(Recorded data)
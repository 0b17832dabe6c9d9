// SPDX-FileCopyrightText: 2026 Solace Contributors
// SPDX-License-Identifier: MIT OR Apache-2.0

//! Emotion analysis for inbound messages.
//!
//! Scores come from an external sentiment service returning NRC lexicon
//! emotions and VADER sentiment. Requests are retried with capped
//! exponential backoff.

pub mod client;
pub mod retry;

pub use client::{EmotionClient, SentimentResponse};
pub use retry::RetryPolicy;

◆ TO DO
All of the data above needs to be written out exactly.

◆ OUTPUT BELOW
repository 0b17832dabe6c9d9
// SPDX-FileCopyrightText: 2026 Solace Contributors
// SPDX-License-Identifier: MIT OR Apache-2.0

//! Emotion analysis for inbound messages.
//!
//! Scores come from an external sentiment service returning NRC lexicon
//! emotions and VADER sentiment. Requests are retried with capped
//! exponential backoff.

pub mod client;
pub mod retry;

pub use client::{EmotionClient, SentimentResponse};
pub use retry::RetryPolicy;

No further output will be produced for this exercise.